> _Data provided_

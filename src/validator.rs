// src/validator.rs
//! Profile URL validation

use serde::{Deserialize, Serialize};
use url::Url;

const LINKEDIN_HOST: &str = "linkedin.com";

/// Which host rule a session applies to submitted URLs.
#[derive(Debug, Clone, Copy, Default, PartialEq, Eq, Serialize, Deserialize)]
#[serde(rename_all = "lowercase")]
pub enum HostMatching {
    /// Host contains `linkedin.com` anywhere (observed production behavior)
    #[default]
    Substring,
    /// Host is `linkedin.com` or a subdomain of it
    Strict,
}

impl HostMatching {
    pub fn accepts(&self, input: &str) -> bool {
        match self {
            Self::Substring => is_valid_profile_url(input),
            Self::Strict => is_strict_profile_url(input),
        }
    }
}

fn parse_host(input: &str) -> Option<(Url, String)> {
    let parsed = Url::parse(input.trim()).ok()?;
    let host = parsed.host_str()?.to_lowercase();
    Some((parsed, host))
}

/// Absolute URL whose host contains `linkedin.com`.
///
/// Loose on purpose: `notlinkedin.com.evil.example` passes. Use
/// [`is_strict_profile_url`] for exact/suffix matching.
pub fn is_valid_profile_url(input: &str) -> bool {
    match parse_host(input) {
        Some((_, host)) => host.contains(LINKEDIN_HOST),
        None => false,
    }
}

pub fn is_strict_profile_url(input: &str) -> bool {
    match parse_host(input) {
        Some((parsed, host)) => {
            matches!(parsed.scheme(), "http" | "https")
                && (host == LINKEDIN_HOST || host.ends_with(".linkedin.com"))
        }
        None => false,
    }
}
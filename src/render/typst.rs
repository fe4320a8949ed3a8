// src/render/typst.rs
//! Typst source for the exported report. Only exportable sections are emitted.

use super::view::{ResultsView, SectionKind};

const PAGE_SETUP: &str = r#"#set page(width: 210mm, height: auto, margin: 16mm)
#set text(size: 10pt)
#set par(justify: false)
"#;

/// Typst string literal
fn lit(input: &str) -> String {
    let mut out = String::with_capacity(input.len() + 2);
    out.push('"');
    for c in input.chars() {
        match c {
            '\\' => out.push_str("\\\\"),
            '"' => out.push_str("\\\""),
            '\n' => out.push_str("\\n"),
            '\r' => {}
            _ => out.push(c),
        }
    }
    out.push('"');
    out
}

fn bar(length: f64, color: &str) -> String {
    format!(
        "#block(width: 100%, height: 10pt, fill: rgb(\"#f1f5f9\"), radius: 4pt, box(width: {:.1}%, height: 10pt, fill: rgb({}), radius: 4pt))\n",
        length,
        lit(color)
    )
}

fn list_of(items: &[String], numbered: bool) -> String {
    if items.is_empty() {
        return String::new();
    }
    let joined: Vec<String> = items.iter().map(|i| lit(i)).collect();
    format!(
        "#{}({})\n",
        if numbered { "enum" } else { "list" },
        joined.join(", ")
    )
}

pub fn render_document(view: &ResultsView, generated_at: &str) -> String {
    let mut doc = String::from(PAGE_SETUP);

    for section in view.exportable() {
        match &section.kind {
            SectionKind::Header {
                name,
                role,
                industry,
            } => {
                doc.push_str(&format!(
                    "#text(size: 22pt, weight: \"bold\", {})\n\n#text(size: 12pt, weight: \"bold\", fill: rgb(\"#4f46e5\"), {}) #h(6pt) #text(fill: rgb(\"#64748b\"), upper({}))\n\n",
                    lit(name),
                    lit(role),
                    lit(industry)
                ));
            }
            SectionKind::Controls => {}
            SectionKind::Gauge(gauge) => {
                doc.push_str("#heading(level: 2, \"Risk score\")\n");
                doc.push_str(&format!(
                    "#text(size: 16pt, weight: \"bold\", fill: rgb({}), {}) #h(8pt) #text({})\n\n",
                    lit(gauge.color),
                    lit(&gauge.level),
                    lit(&format!("Risk Score: {}/100", gauge.score))
                ));
                doc.push_str(&bar(gauge.score, gauge.color));
            }
            SectionKind::Justification(text) => {
                doc.push_str(&format!(
                    "#heading(level: 3, \"Assessment logic\")\n#text({})\n\n",
                    lit(text)
                ));
            }
            SectionKind::Skills { bars, methodology } => {
                doc.push_str("#heading(level: 2, \"Top Predominant Skills\")\n");
                for skill in &bars.bars {
                    doc.push_str(&format!(
                        "#text(weight: \"bold\", {}) #h(4pt) #text(fill: rgb(\"#64748b\"), {})\n",
                        lit(&format!("{}. {}", skill.rank, skill.skill)),
                        lit(&format!("{}% automation potential", skill.length))
                    ));
                    doc.push_str(&bar(skill.length, skill.color));
                    doc.push_str(&format!(
                        "#text(size: 9pt, {})\n\n",
                        lit(&skill.irreplaceable_value)
                    ));
                }
                if let Some(note) = methodology {
                    doc.push_str(&format!("#emph({})\n\n", lit(note)));
                }
            }
            SectionKind::Archetype(edge) => {
                doc.push_str(&format!(
                    "#heading(level: 2, \"Human advantage\")\n#text(size: 16pt, weight: \"bold\", {})\n\n#text({})\n\n",
                    lit(&edge.archetype),
                    lit(&edge.explanation)
                ));
            }
            SectionKind::Frameworks {
                strategic_advice,
                frameworks,
            } => {
                doc.push_str("#heading(level: 2, \"What can you do next?\")\n");
                doc.push_str(&format!("#quote(block: true, {})\n", lit(strategic_advice)));
                for framework in frameworks {
                    doc.push_str(&format!(
                        "#heading(level: 3, {})\n#text({})\n\n",
                        lit(&framework.name),
                        lit(&framework.concept)
                    ));
                    doc.push_str(&list_of(&framework.action_items, false));
                }
            }
            SectionKind::ActionPlan(steps) => {
                doc.push_str("#heading(level: 2, \"Immediate Roadmap\")\n");
                doc.push_str(&list_of(steps, true));
            }
        }
    }

    doc.push_str(&format!(
        "\n#line(length: 100%, stroke: 0.5pt + rgb(\"#e2e8f0\"))\n#text(size: 8pt, fill: rgb(\"#94a3b8\"), {})\n",
        lit(&format!("Generated {}", generated_at))
    ));

    doc
}

#[cfg(test)]
mod tests {
    use super::*;
    use crate::assessment::types::fixtures::sample_result;

    #[test]
    fn test_lit_escapes_quotes_and_backslashes() {
        assert_eq!(lit(r#"say "hi" \o/"#), r#""say \"hi\" \\o/""#);
        assert_eq!(lit("a\nb"), r#""a\nb""#);
    }

    #[test]
    fn test_document_contains_exportable_sections_only() {
        let view = ResultsView::build(&sample_result());
        let doc = render_document(&view, "2026-01-01");

        assert!(doc.starts_with("#set page("));
        assert!(doc.contains("\"Jane Doe\""));
        assert!(doc.contains("\"The Systems Diplomat\""));
        assert!(doc.contains("Immediate Roadmap"));
        assert!(doc.contains("Generated 2026-01-01"));
        assert!(!doc.contains("New assessment"));
        assert!(!doc.contains("Download PDF"));
    }

    #[test]
    fn test_skills_keep_order() {
        let view = ResultsView::build(&sample_result());
        let doc = render_document(&view, "today");
        let first = doc.find("1. Rust").unwrap();
        let last = doc.find("5. Test Automation").unwrap();
        assert!(first < last);
    }
}
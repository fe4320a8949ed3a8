// src/assessment/schema.rs
//! Output schema declared to the generation service (OpenAPI subset used by Gemini)

use serde_json::{json, Value};

use super::types::{FRAMEWORK_COUNT, SKILL_COUNT};

pub fn response_schema() -> Value {
    json!({
        "type": "OBJECT",
        "properties": {
            "name": { "type": "STRING" },
            "role": { "type": "STRING" },
            "industry": { "type": "STRING" },
            "overallRisk": { "type": "STRING", "enum": ["Low", "Medium", "High"] },
            "riskScore": { "type": "NUMBER" },
            "justification": { "type": "STRING" },
            "skillsAnalysis": {
                "type": "ARRAY",
                "minItems": SKILL_COUNT,
                "maxItems": SKILL_COUNT,
                "items": {
                    "type": "OBJECT",
                    "properties": {
                        "skill": { "type": "STRING" },
                        "automationPotential": { "type": "NUMBER" },
                        "irreplaceableValue": { "type": "STRING" }
                    },
                    "required": ["skill", "automationPotential", "irreplaceableValue"]
                }
            },
            "skillsMethodology": { "type": "STRING" },
            "humanCentricEdge": {
                "type": "OBJECT",
                "properties": {
                    "archetype": { "type": "STRING" },
                    "explanation": { "type": "STRING" }
                },
                "required": ["archetype", "explanation"]
            },
            "guidance": {
                "type": "OBJECT",
                "properties": {
                    "strategicAdvice": { "type": "STRING" },
                    "frameworks": {
                        "type": "ARRAY",
                        "minItems": FRAMEWORK_COUNT,
                        "maxItems": FRAMEWORK_COUNT,
                        "items": {
                            "type": "OBJECT",
                            "properties": {
                                "name": { "type": "STRING" },
                                "concept": { "type": "STRING" },
                                "actionItems": { "type": "ARRAY", "items": { "type": "STRING" } }
                            },
                            "required": ["name", "concept", "actionItems"]
                        }
                    },
                    "positiveActionPlan": { "type": "ARRAY", "items": { "type": "STRING" } }
                },
                "required": ["strategicAdvice", "frameworks", "positiveActionPlan"]
            }
        },
        "required": [
            "name", "role", "industry", "overallRisk", "riskScore", "justification",
            "skillsAnalysis", "skillsMethodology", "humanCentricEdge", "guidance"
        ]
    })
}
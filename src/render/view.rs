// src/render/view.rs
//! The one results layout, as an ordered list of sections shared by the
//! HTML page and the exported document.

use crate::assessment::{AssessmentResult, CareerFramework, HumanCentricEdge};

use super::gauge::RiskGauge;
use super::skills::SkillBars;

#[derive(Debug, Clone, PartialEq)]
pub enum SectionKind {
    Header {
        name: String,
        role: String,
        industry: String,
    },
    Controls,
    Gauge(RiskGauge),
    Justification(String),
    Skills {
        bars: SkillBars,
        methodology: Option<String>,
    },
    Archetype(HumanCentricEdge),
    Frameworks {
        strategic_advice: String,
        frameworks: Vec<CareerFramework>,
    },
    ActionPlan(Vec<String>),
}

#[derive(Debug, Clone, PartialEq)]
pub struct Section {
    pub kind: SectionKind,
    /// false for elements that must not appear in the downloaded document
    pub exportable: bool,
}

impl Section {
    fn new(kind: SectionKind) -> Self {
        Self {
            kind,
            exportable: true,
        }
    }

    fn screen_only(kind: SectionKind) -> Self {
        Self {
            kind,
            exportable: false,
        }
    }
}

#[derive(Debug, Clone, PartialEq)]
pub struct ResultsView {
    pub sections: Vec<Section>,
}

impl ResultsView {
    pub fn build(result: &AssessmentResult) -> Self {
        let sections = vec![
            Section::new(SectionKind::Header {
                name: result.display_name().to_string(),
                role: result.role.clone(),
                industry: result.industry.clone(),
            }),
            Section::screen_only(SectionKind::Controls),
            Section::new(SectionKind::Gauge(RiskGauge::new(
                result.risk_score,
                result.overall_risk.as_str(),
            ))),
            Section::new(SectionKind::Justification(result.justification.clone())),
            Section::new(SectionKind::Skills {
                bars: SkillBars::new(&result.skills_analysis),
                methodology: result.skills_methodology.clone(),
            }),
            Section::new(SectionKind::Archetype(result.human_centric_edge.clone())),
            Section::new(SectionKind::Frameworks {
                strategic_advice: result.guidance.strategic_advice.clone(),
                frameworks: result.guidance.frameworks.clone(),
            }),
            Section::new(SectionKind::ActionPlan(
                result.guidance.positive_action_plan.clone(),
            )),
        ];

        Self { sections }
    }

    pub fn exportable(&self) -> impl Iterator<Item = &Section> {
        self.sections.iter().filter(|s| s.exportable)
    }
}
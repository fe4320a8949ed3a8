// src/web/handlers/api_handlers.rs
use rocket::http::{CookieJar, Status};
use rocket::response::status;
use rocket::serde::json::Json;
use rocket::State;
use tracing::{info, warn};

use crate::assessment::AssessmentResult;
use crate::errors::ValidationError;
use crate::image_validator::ImageValidator;
use crate::session::{SessionSnapshot, SubmitOutcome};
use crate::web::session_cookie::session_for;
use crate::web::types::*;
use crate::web::WebState;

pub type ApiError = status::Custom<Json<StandardErrorResponse>>;

pub async fn api_assess_handler(
    request: Json<ApiAssessRequest>,
    jar: &CookieJar<'_>,
    state: &State<WebState>,
) -> Result<Json<DataResponse<AssessmentResult>>, ApiError> {
    let request = request.into_inner();
    let conversation_id = request.conversation_id.clone();
    let session = session_for(jar, &state.sessions).await;

    let image = match request.image {
        Some(image) => match ImageValidator::decode_base64(&image.data) {
            Ok(decoded) => {
                if decoded.mime_type != image.mime_type {
                    warn!(
                        "Declared {} but content is {}",
                        image.mime_type, decoded.mime_type
                    );
                }
                Some(decoded)
            }
            Err(e) => {
                let error = ValidationError::Image(e);
                let body = StandardErrorResponse::from_validation(&error, conversation_id);
                session.reject(&request.profile_url, error).await;
                return Err(status::Custom(Status::UnprocessableEntity, Json(body)));
            }
        },
        None => None,
    };

    match session.submit(&request.profile_url, image).await {
        SubmitOutcome::Completed(result) => {
            // the JSON client renders by itself; no pending scroll
            session.take_scroll_request().await;
            info!("API assessment ready for {}", result.display_name());
            Ok(Json(DataResponse::success(
                format!("Assessment complete for {}", result.display_name()),
                result,
                conversation_id,
            )))
        }
        SubmitOutcome::Rejected(e) => Err(status::Custom(
            Status::UnprocessableEntity,
            Json(StandardErrorResponse::from_validation(&e, conversation_id)),
        )),
        SubmitOutcome::Failed(e) => Err(status::Custom(
            Status::BadGateway,
            Json(StandardErrorResponse::from_client(&e, conversation_id)),
        )),
        SubmitOutcome::Ignored => Err(status::Custom(
            Status::Conflict,
            Json(StandardErrorResponse::busy(conversation_id)),
        )),
    }
}

pub async fn api_session_handler(
    jar: &CookieJar<'_>,
    state: &State<WebState>,
) -> Json<DataResponse<SessionSnapshot>> {
    let session = session_for(jar, &state.sessions).await;
    let snapshot = session.view().await.snapshot();
    Json(DataResponse::success(
        "Session state".to_string(),
        snapshot,
        None,
    ))
}

pub async fn api_reset_handler(
    jar: &CookieJar<'_>,
    state: &State<WebState>,
) -> Result<Json<TextResponse>, ApiError> {
    let session = session_for(jar, &state.sessions).await;
    if session.reset().await {
        Ok(Json(TextResponse::success("Session reset".to_string(), None)))
    } else {
        Err(status::Custom(
            Status::Conflict,
            Json(StandardErrorResponse::busy(None)),
        ))
    }
}

pub async fn health_handler(state: &State<WebState>) -> Json<DataResponse<HealthData>> {
    Json(DataResponse::success(
        "OK".to_string(),
        HealthData {
            status: "ok",
            version: env!("CARGO_PKG_VERSION"),
            sessions: state.sessions.len().await,
        },
        None,
    ))
}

> _What to work on_
Copy the records above faithfully. Begin at their first line, end at the line containing "#set text(size: 10pt)", and include nothing else.

> _Solution for this task_
filename src/validator.rs
// src/validator.rs
//! Profile URL validation

use serde::{Deserialize, Serialize};
use url::Url;

const LINKEDIN_HOST: &str = "linkedin.com";

/// Which host rule a session applies to submitted URLs.
#[derive(Debug, Clone, Copy, Default, PartialEq, Eq, Serialize, Deserialize)]
#[serde(rename_all = "lowercase")]
pub enum HostMatching {
    /// Host contains `linkedin.com` anywhere (observed production behavior)
    #[default]
    Substring,
    /// Host is `linkedin.com` or a subdomain of it
    Strict,
}

impl HostMatching {
    pub fn accepts(&self, input: &str) -> bool {
        match self {
            Self::Substring => is_valid_profile_url(input),
            Self::Strict => is_strict_profile_url(input),
        }
    }
}

fn parse_host(input: &str) -> Option<(Url, String)> {
    let parsed = Url::parse(input.trim()).ok()?;
    let host = parsed.host_str()?.to_lowercase();
    Some((parsed, host))
}

/// Absolute URL whose host contains `linkedin.com`.
///
/// Loose on purpose: `notlinkedin.com.evil.example` passes. Use
/// [`is_strict_profile_url`] for exact/suffix matching.
pub fn is_valid_profile_url(input: &str) -> bool {
    match parse_host(input) {
        Some((_, host)) => host.contains(LINKEDIN_HOST),
        None => false,
    }
}

pub fn is_strict_profile_url(input: &str) -> bool {
    match parse_host(input) {
        Some((parsed, host)) => {
            matches!(parsed.scheme(), "http" | "https")
                && (host == LINKEDIN_HOST || host.ends_with(".linkedin.com"))
        }
        None => false,
    }
}
filename src/render/typst.rs
repository fe4320a8949ed3a8
// src/render/typst.rs
//! Typst source for the exported report. Only exportable sections are emitted.

use super::view::{ResultsView, SectionKind};

const PAGE_SETUP: &str = r#"#set page(width: 210mm, height: auto, margin: 16mm)
#set text(size: 10pt)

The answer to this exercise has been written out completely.